Nearly one third of boards have yet to drive culture in their organisations
31 May 2016
Nearly one in three (31%) of boards across the public and private sectors have not established or articulated what sort of corporate culture they want and only around a third (36%) assess the extent to which values are manifested in the behaviour of all staff within the organisation, according to new research by the Chartered Institute of Internal Auditors (The Institute).
However, the issue of culture is now starting to appear on some organisations’ radars. Nearly 20% of respondents to the Institute’s survey plan to include cultural aspects in their audit work in the coming year. But more than a quarter indicated that they had no plans to audit culture in the next 12 months.
These findings, which are the results of a survey of 220 Heads of Internal Audit (HIA), two thirds of whom are from private sector organisations, are outlined in the Institute’s report for the Financial Reporting Council’s (FRC’s) “Culture Coalition” initiative. The Institute has been working in partnership with the FRC and other organisations to gather insights into corporate culture, the role of boards and how internal auditors support them.
The report explains that the role of internal audit is to provide independent and objective assurance that an organisation’s risk management, governance and internal control processes are operating effectively. Internal auditors assess whether organisations are adequately managing all major risks facing them, ranging from financial mismanagement through to fraud and environmental risks. Assessing an organisation’s culture is a key aspect of this.
The report points out that the financial services sector is outperforming other sectors in this area, with nine out of ten HIAs at banks and other financial services firms surveyed reporting that they currently analyse organisational culture in their audit plans. The progress made in the financial services sector reflects their response to the financial crisis.
However, the report says that, whilst the business community increasingly agrees on the importance of auditing organisational culture, there are challenges involved.
Dr Ian Peters, Chief Executive of the Chartered Institute for Internal Auditors, said:
“Managing culture is a vital issue for Boards, to ensure not only that they are setting the right tone at the top, but that all employees are acting in accordance with the organisation’s ethics and values.

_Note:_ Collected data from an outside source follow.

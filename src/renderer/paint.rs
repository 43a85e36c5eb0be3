//! Paint a mounted page into a frame.
//!
//! Each section paints top to bottom:
//!
//! ```text
//! Title              hidden until the section is visible
//!                    spacer
//! body lines         hidden until the section is visible
//! • revealed item
//! ··········         dim placeholder for items not yet revealed
//! ```
//!
//! Sections with `level_bars` paint revealed `"Label  NN%"` items as a
//! proportional bar:
//!
//! ```text
//! • Rust    ██████████░░░░░░░░░░ 50%
//! ```

use crate::pipeline::{MountedSection, Page};
use crate::types::{Attr, Rgba};

use super::buffer::FrameBuffer;

/// Left margin of section content.
pub const INDENT: u16 = 2;

/// Width of a level bar in cells.
pub const LEVEL_BAR_WIDTH: u16 = 20;

/// Paint what is currently on screen.
pub fn paint_page(page: &Page) -> FrameBuffer {
    let mut buffer = FrameBuffer::new(page.width(), page.height());
    let viewport = page.viewport();

    for section in page.sections() {
        let Some(bounds) = page.layout().bounds(section.target()) else {
            continue;
        };
        if viewport.visible_rows(&bounds) == 0 {
            continue;
        }
        let top = bounds.y as i32 - viewport.scroll_y as i32;
        paint_section(&mut buffer, section, top);
    }

    buffer
}

/// Section-relative row, clipped to the frame.
struct Pen<'a> {
    buffer: &'a mut FrameBuffer,
    top: i32,
}

impl Pen<'_> {
    fn put(&mut self, line: usize, x: u16, text: &str, fg: Rgba, attrs: Attr) -> u16 {
        let y = self.top + line as i32;
        if !(0..self.buffer.height() as i32).contains(&y) {
            return 0;
        }
        self.buffer.draw_text(x, y as u16, text, fg, attrs)
    }
}

fn paint_section(buffer: &mut FrameBuffer, section: &MountedSection, top: i32) {
    let preset = section.preset();
    let reveal = section.reveal();
    let mut pen = Pen { buffer, top };

    if reveal.section_visible() {
        pen.put(0, INDENT, &preset.title, Rgba::ACCENT, Attr::BOLD);
        for (i, body) in preset.body.iter().enumerate() {
            pen.put(2 + i, INDENT, body, Rgba::TERMINAL_DEFAULT, Attr::NONE);
        }
    }

    let label_width = if preset.level_bars {
        preset
            .items
            .iter()
            .filter_map(|item| split_level(item))
            .map(|(label, _)| label.chars().count())
            .max()
            .unwrap_or(0)
    } else {
        0
    };

    let first_item = 2 + preset.body.len();
    for (i, item) in preset.items.iter().enumerate() {
        let line = first_item + i;
        if !reveal.is_revealed(i) {
            let placeholder = "·".repeat(item.chars().count() + 2);
            pen.put(line, INDENT, &placeholder, Rgba::GRAY, Attr::DIM);
            continue;
        }
        match split_level(item).filter(|_| preset.level_bars) {
            Some((label, level)) => paint_level(&mut pen, line, label, label_width, level),
            None => {
                pen.put(line, INDENT, &format!("• {item}"), Rgba::WHITE, Attr::NONE);
            }
        }
    }
}

fn paint_level(pen: &mut Pen<'_>, line: usize, label: &str, label_width: usize, level: u8) {
    let text = format!("• {label:<label_width$}  ");
    let bar_x = INDENT.saturating_add(pen.put(line, INDENT, &text, Rgba::WHITE, Attr::NONE));

    let filled = ((level as u32 * LEVEL_BAR_WIDTH as u32 + 50) / 100) as u16;
    let empty = LEVEL_BAR_WIDTH - filled;
    pen.put(line, bar_x, &"█".repeat(filled as usize), Rgba::ACCENT, Attr::NONE);
    pen.put(
        line,
        bar_x.saturating_add(filled),
        &"░".repeat(empty as usize),
        Rgba::GRAY,
        Attr::DIM,
    );
    pen.put(
        line,
        bar_x.saturating_add(LEVEL_BAR_WIDTH),
        &format!(" {level}%"),
        Rgba::WHITE,
        Attr::NONE,
    );
}

/// Split `"Label   NN%"` into the label and a level clamped to 100.
fn split_level(item: &str) -> Option<(&str, u8)> {
    let (label, level) = item.trim_end().rsplit_once(char::is_whitespace)?;
    let level: u8 = level.strip_suffix('%')?.parse().ok()?;
    let label = label.trim_end();
    if label.is_empty() {
        return None;
    }
    Some((label, level.min(100)))
}
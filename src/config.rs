//! Page presets - RON-defined sections and their reveal parameters.
//!
//! A preset lists the page's sections top to bottom. Each section has a title,
//! optional body lines shown as soon as the section is visible, and items
//! revealed one by one on the section's stagger.
//!
//! ```ron
//! PagePreset(
//!     name: "portfolio",
//!     gap: 1,
//!     sections: [
//!         (
//!             id: "experience",
//!             title: "Experience",
//!             items: ["Senior Full Stack Developer", "Full Stack Developer"],
//!             reveal: (threshold: 0.1, stagger_ms: 300),
//!         ),
//!     ],
//! )
//! ```
//!
//! Reveal parameters are visual-only, so bad values are normalized rather
//! than rejected: negative durations become zero and thresholds are clamped
//! into `(0, 1]`.

use std::collections::HashSet;
use std::path::Path;
use std::time::Duration;

use serde::Deserialize;

use crate::error::PageError;
use crate::types::{RevealConfig, Threshold};

/// Built-in six-section portfolio page.
pub const PORTFOLIO_RON: &str = include_str!("../presets/portfolio.ron");

/// Reveal parameters as written in a preset.
#[derive(Debug, Clone, Copy, PartialEq, Deserialize)]
pub struct RevealPreset {
    #[serde(default = "default_threshold")]
    pub threshold: f32,
    #[serde(default)]
    pub stagger_ms: i64,
    #[serde(default)]
    pub base_delay_ms: i64,
}

fn default_threshold() -> f32 {
    Threshold::SECTION.value()
}

fn non_negative_ms(ms: i64) -> Duration {
    Duration::from_millis(ms.max(0) as u64)
}

impl RevealPreset {
    /// Normalized sequencer config.
    pub fn to_config(&self) -> RevealConfig {
        RevealConfig {
            threshold: Threshold::new(self.threshold),
            stagger_interval: non_negative_ms(self.stagger_ms),
            base_delay: non_negative_ms(self.base_delay_ms),
        }
    }
}

impl Default for RevealPreset {
    fn default() -> Self {
        Self {
            threshold: default_threshold(),
            stagger_ms: 0,
            base_delay_ms: 0,
        }
    }
}

/// One page section.
#[derive(Debug, Clone, PartialEq, Deserialize)]
pub struct SectionPreset {
    pub id: String,
    pub title: String,
    /// Lines shown with the section itself.
    #[serde(default)]
    pub body: Vec<String>,
    /// Lines revealed one at a time on the stagger.
    #[serde(default)]
    pub items: Vec<String>,
    /// Minimum height in rows.
    #[serde(default)]
    pub min_rows: u16,
    /// Stretch to at least one full viewport (hero screens).
    #[serde(default)]
    pub fill_viewport: bool,
    /// Paint revealed `"Label  NN%"` items as level bars.
    #[serde(default)]
    pub level_bars: bool,
    #[serde(default)]
    pub reveal: RevealPreset,
}

impl SectionPreset {
    /// Rows the section content needs: title, spacer, body, items, spacer.
    pub fn content_rows(&self) -> u16 {
        let lines = 1 + 1 + self.body.len() + self.items.len() + 1;
        u16::try_from(lines).unwrap_or(u16::MAX)
    }

    /// Minimum rows for a viewport of `viewport_height` rows.
    pub fn min_rows_for(&self, viewport_height: u16) -> u16 {
        if self.fill_viewport {
            self.min_rows.max(viewport_height)
        } else {
            self.min_rows
        }
    }
}

fn default_gap() -> u16 {
    1
}

/// A whole page.
#[derive(Debug, Clone, PartialEq, Deserialize)]
pub struct PagePreset {
    pub name: String,
    /// Blank rows between sections.
    #[serde(default = "default_gap")]
    pub gap: u16,
    pub sections: Vec<SectionPreset>,
}

impl PagePreset {
    /// Parse a preset from RON text.
    pub fn from_ron(text: &str) -> Result<Self, PageError> {
        let preset: PagePreset = ron::from_str(text)?;
        preset.validate()?;
        Ok(preset)
    }

    /// Load a preset from a RON file.
    pub fn load(path: impl AsRef<Path>) -> Result<Self, PageError> {
        let path = path.as_ref();
        let text = std::fs::read_to_string(path).map_err(|source| PageError::Io {
            path: path.to_path_buf(),
            source,
        })?;
        let preset = Self::from_ron(&text)?;
        tracing::debug!(path = %path.display(), sections = preset.sections.len(), "loaded page preset");
        Ok(preset)
    }

    /// The built-in portfolio page.
    pub fn portfolio() -> Result<Self, PageError> {
        Self::from_ron(PORTFOLIO_RON)
    }

    /// Section ids must be unique: they name reveal targets.
    pub fn validate(&self) -> Result<(), PageError> {
        let mut seen = HashSet::new();
        for section in &self.sections {
            if !seen.insert(section.id.as_str()) {
                return Err(PageError::DuplicateSection(section.id.clone()));
            }
        }
        Ok(())
    }

    pub fn section(&self, id: &str) -> Option<&SectionPreset> {
        self.sections.iter().find(|s| s.id == id)
    }
}
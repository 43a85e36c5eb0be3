//! Layout output types and viewport geometry.

/// A rectangle in page coordinates (rows/columns from the top of the page).
#[derive(Debug, Clone, Copy, PartialEq, Eq, Default)]
pub struct Rect {
    pub x: u16,
    pub y: u16,
    pub width: u16,
    pub height: u16,
}

impl Rect {
    /// Create a new rect.
    pub const fn new(x: u16, y: u16, width: u16, height: u16) -> Self {
        Self { x, y, width, height }
    }

    /// One past the last row.
    #[inline]
    pub fn bottom(&self) -> u32 {
        self.y as u32 + self.height as u32
    }
}

/// The visible window onto the page.
#[derive(Debug, Clone, Copy, PartialEq, Eq, Default)]
pub struct Viewport {
    /// First visible page row.
    pub scroll_y: u16,
    /// Number of visible rows.
    pub height: u16,
}

impl Viewport {
    pub const fn new(scroll_y: u16, height: u16) -> Self {
        Self { scroll_y, height }
    }

    /// One past the last visible row.
    #[inline]
    pub fn bottom(&self) -> u32 {
        self.scroll_y as u32 + self.height as u32
    }

    /// Number of rows of `bounds` inside the viewport.
    pub fn visible_rows(&self, bounds: &Rect) -> u16 {
        let top = (bounds.y as u32).max(self.scroll_y as u32);
        let bottom = bounds.bottom().min(self.bottom());
        bottom.saturating_sub(top) as u16
    }
}

/// Fraction of `bounds` that lies inside `viewport`, in `[0, 1]`.
///
/// Empty regions never intersect.
pub fn intersection_ratio(bounds: &Rect, viewport: &Viewport) -> f32 {
    if bounds.height == 0 {
        return 0.0;
    }
    viewport.visible_rows(bounds) as f32 / bounds.height as f32
}

/// Computed page layout, indexed by target.
///
/// Targets that were not laid out have zero height and no bounds.
#[derive(Debug, Clone, Default, PartialEq)]
pub struct ComputedLayout {
    pub x: Vec<u16>,
    pub y: Vec<u16>,
    pub width: Vec<u16>,
    pub height: Vec<u16>,
    /// Total page height in rows.
    pub content_height: u16,
}

impl ComputedLayout {
    pub fn new() -> Self {
        Self::default()
    }

    /// Layout with room for `size` targets.
    pub fn with_capacity(size: usize) -> Self {
        Self {
            x: vec![0; size],
            y: vec![0; size],
            width: vec![0; size],
            height: vec![0; size],
            content_height: 0,
        }
    }

    /// Bounds of a target, if it was laid out.
    pub fn bounds(&self, target: usize) -> Option<Rect> {
        let height = *self.height.get(target)?;
        if height == 0 {
            return None;
        }
        Some(Rect {
            x: self.x[target],
            y: self.y[target],
            width: self.width[target],
            height,
        })
    }

    /// Largest valid scroll offset for a viewport of `viewport_height` rows.
    pub fn max_scroll(&self, viewport_height: u16) -> u16 {
        self.content_height.saturating_sub(viewport_height)
    }
}

#[cfg(test)]
mod tests {
    use super::*;

    #[test]
    fn test_visible_rows() {
        let viewport = Viewport::new(10, 20);

        // Fully inside
        assert_eq!(viewport.visible_rows(&Rect::new(0, 12, 80, 5)), 5);
        // Straddling top edge
        assert_eq!(viewport.visible_rows(&Rect::new(0, 5, 80, 10)), 5);
        // Straddling bottom edge
        assert_eq!(viewport.visible_rows(&Rect::new(0, 25, 80, 10)), 5);
        // Above and below
        assert_eq!(viewport.visible_rows(&Rect::new(0, 0, 80, 10)), 0);
        assert_eq!(viewport.visible_rows(&Rect::new(0, 30, 80, 10)), 0);
    }

    #[test]
    fn test_intersection_ratio() {
        let viewport = Viewport::new(0, 24);

        assert_eq!(intersection_ratio(&Rect::new(0, 0, 80, 12), &viewport), 1.0);
        assert_eq!(intersection_ratio(&Rect::new(0, 20, 80, 8), &viewport), 0.5);
        assert_eq!(intersection_ratio(&Rect::new(0, 40, 80, 8), &viewport), 0.0);
        assert_eq!(intersection_ratio(&Rect::new(0, 0, 80, 0), &viewport), 0.0);
    }

    #[test]
    fn test_region_taller_than_viewport() {
        // 100-row region in a 10-row viewport tops out at 10%
        let ratio = intersection_ratio(&Rect::new(0, 0, 80, 100), &Viewport::new(50, 10));
        assert!((ratio - 0.1).abs() < f32::EPSILON);
    }

    #[test]
    fn test_bounds_lookup() {
        let mut layout = ComputedLayout::with_capacity(2);
        layout.y[1] = 30;
        layout.width[1] = 80;
        layout.height[1] = 12;

        assert_eq!(layout.bounds(0), None);
        assert_eq!(layout.bounds(1), Some(Rect::new(0, 30, 80, 12)));
        assert_eq!(layout.bounds(7), None);
    }

    #[test]
    fn test_max_scroll() {
        let layout = ComputedLayout {
            content_height: 100,
            ..ComputedLayout::new()
        };
        assert_eq!(layout.max_scroll(24), 76);
        assert_eq!(layout.max_scroll(200), 0);
    }
}
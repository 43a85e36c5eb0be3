//! Layout Module - Page layout and viewport geometry.
//!
//! Sections are stacked in a single flex column computed by
//! [Taffy](https://github.com/DioxusLabs/taffy). The result is indexed by
//! reveal target so the viewport observer can look up each section's rows.
//!
//! # Example
//!
//! ```ignore
//! use spark_reveal::layout::{compute_page_layout, intersection_ratio, PageNode, Viewport};
//!
//! let layout = compute_page_layout(&[PageNode::new(0, 24), PageNode::new(1, 12)], 80, 1)?;
//! let ratio = intersection_ratio(&layout.bounds(1).unwrap(), &Viewport::new(10, 24));
//! ```

mod types;
mod taffy_bridge;

pub use types::*;
pub use taffy_bridge::{compute_page_layout, PageNode};
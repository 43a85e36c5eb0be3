//! Scroll State - vertical scroll offset of page containers.
//!
//! - Per-container scroll offset (user state, keyed by target index)
//! - Scroll bounds from the computed page layout
//! - Scroll operations with clamping
//!
//! Offsets only change here; the page refreshes the viewport observer after
//! every change that actually moved.

use std::cell::RefCell;
use std::collections::HashMap;

use crate::layout::{ComputedLayout, Viewport};

// =============================================================================
// SCROLL CONSTANTS
// =============================================================================

/// Default scroll amount for arrow keys (lines).
pub const LINE_SCROLL: i32 = 1;

/// Default scroll amount for mouse wheel.
pub const WHEEL_SCROLL: i32 = 3;

/// Default scroll amount for Page Up/Down (90% of viewport).
pub const PAGE_SCROLL_FACTOR: f32 = 0.9;

thread_local! {
    static SCROLL_OFFSETS: RefCell<HashMap<usize, u16>> = RefCell::new(HashMap::new());
}

// =============================================================================
// SCROLL STATE ACCESS
// =============================================================================

/// Current scroll offset of a container.
pub fn get_scroll_offset(container: usize) -> u16 {
    SCROLL_OFFSETS.with(|offsets| offsets.borrow().get(&container).copied().unwrap_or(0))
}

/// The viewport a container currently shows.
pub fn viewport_of(container: usize, height: u16) -> Viewport {
    Viewport::new(get_scroll_offset(container), height)
}

/// Rows one Page Up/Down moves for a viewport of `height` rows (at least 1).
pub fn page_scroll_amount(height: u16) -> i32 {
    ((height as f32 * PAGE_SCROLL_FACTOR) as i32).max(1)
}

// =============================================================================
// SCROLL OPERATIONS
// =============================================================================

/// Set the scroll offset, clamped to the page.
///
/// Returns `true` if the offset changed.
pub fn set_scroll_offset(layout: &ComputedLayout, container: usize, height: u16, y: u16) -> bool {
    let clamped = y.min(layout.max_scroll(height));
    let current = get_scroll_offset(container);
    if clamped == current {
        return false;
    }
    SCROLL_OFFSETS.with(|offsets| {
        offsets.borrow_mut().insert(container, clamped);
    });
    true
}

/// Scroll by a delta amount.
///
/// Returns `true` if scrolling occurred, `false` if already at boundary.
pub fn scroll_by(layout: &ComputedLayout, container: usize, height: u16, delta: i32) -> bool {
    let current = get_scroll_offset(container) as i32;
    let max = layout.max_scroll(height) as i32;
    let new_y = current.saturating_add(delta).clamp(0, max) as u16;
    set_scroll_offset(layout, container, height, new_y)
}

/// Scroll to top.
pub fn scroll_to_top(layout: &ComputedLayout, container: usize, height: u16) -> bool {
    set_scroll_offset(layout, container, height, 0)
}

/// Scroll to bottom.
pub fn scroll_to_bottom(layout: &ComputedLayout, container: usize, height: u16) -> bool {
    set_scroll_offset(layout, container, height, layout.max_scroll(height))
}

/// Re-clamp after the layout or viewport changed size.
pub fn clamp_scroll(layout: &ComputedLayout, container: usize, height: u16) -> bool {
    let current = get_scroll_offset(container);
    set_scroll_offset(layout, container, height, current)
}

/// Forget a container's offset (unmount).
pub fn clear_scroll(container: usize) {
    SCROLL_OFFSETS.with(|offsets| {
        offsets.borrow_mut().remove(&container);
    });
}

/// Reset all scroll state (for testing).
pub fn reset_scroll() {
    SCROLL_OFFSETS.with(|offsets| offsets.borrow_mut().clear());
}

#[cfg(test)]
mod tests {
    use super::*;

    fn layout(content_height: u16) -> ComputedLayout {
        ComputedLayout {
            content_height,
            ..ComputedLayout::new()
        }
    }

    #[test]
    fn test_default_offset() {
        reset_scroll();
        assert_eq!(get_scroll_offset(0), 0);
        assert_eq!(viewport_of(0, 24), Viewport::new(0, 24));
    }

    #[test]
    fn test_set_scroll_offset_clamps() {
        reset_scroll();
        let layout = layout(100);

        assert!(set_scroll_offset(&layout, 0, 20, 50));
        assert_eq!(get_scroll_offset(0), 50);

        assert!(set_scroll_offset(&layout, 0, 20, 500));
        assert_eq!(get_scroll_offset(0), 80);

        // Already there
        assert!(!set_scroll_offset(&layout, 0, 20, 80));
    }

    #[test]
    fn test_scroll_by() {
        reset_scroll();
        let layout = layout(50);

        assert!(scroll_by(&layout, 0, 10, 5));
        assert_eq!(get_scroll_offset(0), 5);

        assert!(scroll_by(&layout, 0, 10, -10));
        assert_eq!(get_scroll_offset(0), 0);

        // At top boundary
        assert!(!scroll_by(&layout, 0, 10, -1));

        assert!(scroll_by(&layout, 0, 10, 1000));
        assert_eq!(get_scroll_offset(0), 40);
        assert!(!scroll_by(&layout, 0, 10, WHEEL_SCROLL));
    }

    #[test]
    fn test_scroll_by_extreme_deltas() {
        reset_scroll();
        let layout = layout(50);
        set_scroll_offset(&layout, 0, 10, 5);

        assert!(scroll_by(&layout, 0, 10, i32::MAX));
        assert_eq!(get_scroll_offset(0), 40);

        assert!(scroll_by(&layout, 0, 10, i32::MIN));
        assert_eq!(get_scroll_offset(0), 0);
    }

    #[test]
    fn test_short_page_never_scrolls() {
        reset_scroll();
        let layout = layout(10);
        assert!(!scroll_by(&layout, 0, 24, LINE_SCROLL));
        assert!(!scroll_to_bottom(&layout, 0, 24));
    }

    #[test]
    fn test_top_and_bottom() {
        reset_scroll();
        let layout = layout(64);

        assert!(scroll_to_bottom(&layout, 3, 24));
        assert_eq!(get_scroll_offset(3), 40);
        assert!(scroll_to_top(&layout, 3, 24));
        assert_eq!(get_scroll_offset(3), 0);
    }

    #[test]
    fn test_clamp_after_resize() {
        reset_scroll();
        let layout = layout(100);
        set_scroll_offset(&layout, 0, 20, 80);

        // Taller viewport: max scroll drops to 60
        assert!(clamp_scroll(&layout, 0, 40));
        assert_eq!(get_scroll_offset(0), 60);
    }

    #[test]
    fn test_page_scroll_amount() {
        assert_eq!(page_scroll_amount(20), 18);
        assert_eq!(page_scroll_amount(1), 1);
        assert_eq!(page_scroll_amount(0), 1);
    }

    #[test]
    fn test_clear_scroll() {
        reset_scroll();
        let layout = layout(100);
        set_scroll_offset(&layout, 2, 10, 30);
        clear_scroll(2);
        assert_eq!(get_scroll_offset(2), 0);
    }
}
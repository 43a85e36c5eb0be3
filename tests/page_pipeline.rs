//! Mounting the built-in portfolio and driving it like the demo does.

use std::time::Duration;

use spark_reveal::engine;
use spark_reveal::state::{scroll, timers, viewport};
use spark_reveal::{
    paint_page, DiffRenderer, ManualClock, Page, PageError, PagePreset, SequencePhase,
};

fn setup() -> ManualClock {
    timers::reset_timers();
    viewport::reset_viewport();
    engine::reset_registry();
    scroll::reset_scroll();
    let clock = ManualClock::new();
    timers::use_clock(clock.clone());
    clock
}

fn portfolio() -> Page {
    Page::mount(&PagePreset::portfolio().unwrap(), 80, 24).unwrap()
}

fn phase(page: &Page, id: &str) -> SequencePhase {
    page.section(id).unwrap().reveal().phase()
}

#[test]
fn hero_fills_the_first_screen() {
    let _clock = setup();
    let page = portfolio();

    let home = page.layout().bounds(page.section("home").unwrap().target()).unwrap();
    assert_eq!(home.y, 0);
    assert_eq!(home.height, 24);

    assert!(page.section("home").unwrap().reveal().section_visible());
    for id in ["about", "experience", "projects", "skills", "contact"] {
        assert_eq!(phase(&page, id), SequencePhase::Armed, "{id}");
    }
}

#[test]
fn hero_items_follow_the_stagger() {
    let clock = setup();
    let page = portfolio();
    let home = page.section("home").unwrap().reveal();

    assert!(home.revealed_indices().is_empty());
    page.tick();
    assert_eq!(home.revealed_indices(), vec![0]);

    clock.advance(Duration::from_millis(200));
    page.tick();
    assert_eq!(home.revealed_indices(), vec![0, 1]);

    clock.advance(Duration::from_millis(400));
    page.tick();
    assert_eq!(home.revealed_indices(), vec![0, 1, 2, 3]);
    assert_eq!(home.phase(), SequencePhase::Settled);
}

#[test]
fn jumping_to_a_section_reveals_what_lands_on_screen() {
    let clock = setup();
    let page = portfolio();

    assert!(page.scroll_to_section("experience"));
    let experience = page.section("experience").unwrap().reveal();
    assert!(experience.section_visible());
    assert!(page.section("projects").unwrap().reveal().section_visible());

    // Jumped over without ever being on screen
    assert_eq!(phase(&page, "about"), SequencePhase::Armed);

    page.tick();
    clock.advance(Duration::from_millis(300));
    page.tick();
    assert_eq!(experience.revealed_indices(), vec![0, 1]);

    let frame = paint_page(&page);
    assert_eq!(frame.line(0), "  Experience & Education");
    assert!(frame.line(2).contains("Senior Full Stack Developer"));
    assert!(frame.line(4).starts_with("  ···"));
}

#[test]
fn scrolling_to_the_end_settles_everything_passed() {
    let clock = setup();
    let page = portfolio();

    while page.scroll_by(scroll::WHEEL_SCROLL) {
        page.tick();
        clock.advance(Duration::from_millis(16));
    }
    clock.advance(Duration::from_secs(5));
    page.tick();

    for section in page.sections() {
        assert_eq!(section.reveal().phase(), SequencePhase::Settled, "{}", section.id());
    }
    assert_eq!(page.scroll_offset(), page.layout().max_scroll(24));
}

#[test]
fn frames_change_only_while_revealing() {
    let clock = setup();
    let page = portfolio();
    let mut renderer = DiffRenderer::new(Vec::<u8>::new());

    assert!(renderer.render(&paint_page(&page)).unwrap());
    assert!(!renderer.render(&paint_page(&page)).unwrap());

    clock.advance(Duration::from_millis(200));
    page.tick();
    assert!(renderer.render(&paint_page(&page)).unwrap());

    clock.advance(Duration::from_secs(5));
    page.tick();
    renderer.render(&paint_page(&page)).unwrap();
    assert!(!renderer.render(&paint_page(&page)).unwrap());
}

#[test]
fn unmount_releases_everything() {
    let _clock = setup();
    let page = portfolio();
    let home = page.section("home").unwrap().reveal().clone();

    page.unmount();

    assert!(home.is_detached());
    assert_eq!(engine::get_allocated_count(), 0);
    assert_eq!(viewport::observer_count(), 0);
    assert_eq!(timers::pending_timers(), 0);
}

#[test]
fn remount_starts_fresh() {
    let clock = setup();
    {
        let page = portfolio();
        clock.advance(Duration::from_secs(1));
        page.tick();
        assert_eq!(phase(&page, "home"), SequencePhase::Settled);
    }

    let page = portfolio();
    assert_eq!(phase(&page, "home"), SequencePhase::Revealing);
    assert!(page.section("home").unwrap().reveal().revealed_indices().is_empty());
    assert_eq!(page.scroll_offset(), 0);
}

#[test]
fn pages_mount_independently() {
    let _clock = setup();
    let first = portfolio();
    assert!(matches!(
        Page::mount(&PagePreset::portfolio().unwrap(), 80, 24),
        Err(PageError::AlreadyMounted(_))
    ));

    let mut renamed = PagePreset::portfolio().unwrap();
    renamed.name = "portfolio-2".into();
    let second = Page::mount(&renamed, 80, 24).unwrap();

    assert!(first.scroll_to_section("about"));
    assert_eq!(second.scroll_offset(), 0);

    drop(first);
    assert!(!second.section("about").unwrap().reveal().is_detached());
    assert_eq!(phase(&second, "about"), SequencePhase::Armed);
    assert!(second.scroll_to_section("about"));
    assert!(second.section("about").unwrap().reveal().section_visible());
}

#[test]
fn duplicate_section_ids_are_rejected() {
    let _clock = setup();
    let mut preset = PagePreset::portfolio().unwrap();
    let copy = preset.sections[0].clone();
    preset.sections.push(copy);

    let err = Page::mount(&preset, 80, 24).err().unwrap();
    assert!(matches!(err, PageError::DuplicateSection(ref id) if id == "home"));
    assert_eq!(engine::get_allocated_count(), 0);
}

#[test]
fn presets_load_from_disk() {
    let dir = std::env::temp_dir().join(format!("spark-reveal-{}", std::process::id()));
    std::fs::create_dir_all(&dir).unwrap();
    let path = dir.join("mini.ron");
    std::fs::write(
        &path,
        r#"PagePreset(name: "mini", sections: [(id: "only", title: "Only", items: ["a"])])"#,
    )
    .unwrap();

    let preset = PagePreset::load(&path).unwrap();
    assert_eq!(preset.sections.len(), 1);
    assert_eq!(preset.gap, 1);

    let missing = PagePreset::load(dir.join("missing.ron")).err().unwrap();
    assert!(matches!(missing, PageError::Io { .. }));

    std::fs::remove_dir_all(&dir).unwrap();
}
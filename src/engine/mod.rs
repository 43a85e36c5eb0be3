//! Engine - Reveal target registry.
//!
//! Targets are NOT objects. A mounted section is an index; everything keyed by
//! that index (layout bounds, viewport observations, sequencers) hangs off the
//! registry and is torn down through its destroy callbacks:
//!
//! ```text
//! Index 0: hero       (y=0,  height=24, sequencer: Settled)
//! Index 1: about      (y=25, height=12, sequencer: Armed)
//! Index 2: experience (y=38, height=18, sequencer: Armed)
//! ```

mod registry;

pub use registry::*;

“Auditing culture is not an exact science. Many organisations struggle to define their culture, let alone incorporate it effectively into their risk evaluation and assurance processes. But it is essential that they do so.”
Peters says that whilst the financial services industry is ahead of the game in this respect, all other sectors need to follow suit:
“As we have seen recently in the automotive and retail sectors, scandals can hit any industry, and whatever other factors come into play, culture always plays a significant role in the issue.”
The Institute’s report makes a number of recommendations, including that all boards should:
- Articulate their expectations around values and behaviours and seek assurance that staff at all levels are living them.
- Review, in discussion with the Head of Internal Audit, the extent to which available data and technology are used to gain assurance on culture, in addition to traditional surveys and observations.
- Embed a “just” culture, which promotes an atmosphere of trust and encourages ‘speaking up’ whilst at the same time setting clear benchmarks for acceptable behaviour.
The Institute’s research shows that the most popular methods for auditing culture are conducting interviews and behavioural observation and that common proxies used to audit culture include: staff surveys; whistleblowing activity; customer complaints handling; and the use of values statements. Heads of Internal Audit also reported that reliance on their professional judgement and experience were key when auditing culture (85% and 71% of respondents to the Institute’s survey respectively).
Harnessing “Big Data” could provide a solution
The research suggests that harnessing the power of “Big Data” could also be a solution, to provide more objective and robust insights about culture through leveraging the information organisations hold about themselves. The report describes how this technique is already being used in the aviation sector and the NHS to improve safety and quality standards.
The Institute’s research highlights that in the aviation sector, a fundamental element of safety culture is a “just” culture, where human weaknesses and fallibilities are recognised. A “just” culture allows for simple mistakes and errors and risky behaviour to be addressed through systems improvement and staff training and education. But reckless behaviour, where systems and controls have been deliberately overridden, results in the punishment of the individuals concerned. In the Institute’s view, other sectors could benefit from such an approach.
It also cites the potential benefits of creating a “technoculture”(1) in which the organisational culture is “hard-wired” into management and reporting systems, thereby closely linking culture (people) and technology (data)- so-called “soft” and “hard” controls.
But Peters warns: “Hard-wiring culture is far from straightforward, as risk reporting is riddled with ambiguity and contradiction. However, it’s a concept that needs to be investigated further if the debate over how best to audit culture effectively is to move forward.”
The FRC is expected to publish its report of observations on corporate culture in July 2016.